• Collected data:

╭──

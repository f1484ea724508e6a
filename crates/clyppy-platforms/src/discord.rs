//! Discord attachment CDN recognition.
//!
//! Attachment URLs are signed; the query string must be preserved verbatim
//! for the download to succeed, so canonicalization keeps the URL as-is.

use async_trait::async_trait;
use regex::Regex;

use clyppy_models::{DeliveryStrategy, Service};

use crate::error::PlatformResult;
use crate::platform::{Platform, ResolveContext};

pub struct DiscordCdnPlatform {
    attachment: Regex,
}

impl DiscordCdnPlatform {
    pub fn new() -> Self {
        Self {
            attachment: Regex::new(
                r"^https?://(?:cdn|media)\.discordapp\.(?:com|net)/attachments/(?P<channel>\d+)/(?P<message>\d+)/(?P<file>[^\s?]+)",
            )
            .unwrap(),
        }
    }
}

impl Default for DiscordCdnPlatform {
    fn default() -> Self {
        Self::new()
    }
}

#[async_trait]
impl Platform for DiscordCdnPlatform {
    fn service(&self) -> Service {
        Service::DiscordCdn
    }

    fn matches(&self, url: &str) -> bool {
        self.attachment.is_match(url)
    }

    fn parse(&self, url: &str) -> Option<String> {
        self.attachment.captures(url).map(|caps| {
            format!("{}/{}/{}", &caps["channel"], &caps["message"], &caps["file"])
        })
    }

    async fn canonicalize(
        &self,
        _ctx: &ResolveContext,
        url: &str,
        _source_id: &str,
    ) -> PlatformResult<String> {
        Ok(url.trim().to_string())
    }

    fn strategy(&self) -> DeliveryStrategy {
        DeliveryStrategy::AttachOrReupload
    }
}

╰──

Show the lines above with "PlatformResult".

use crate::error::PlatformResult;
    ) -> PlatformResult<String> {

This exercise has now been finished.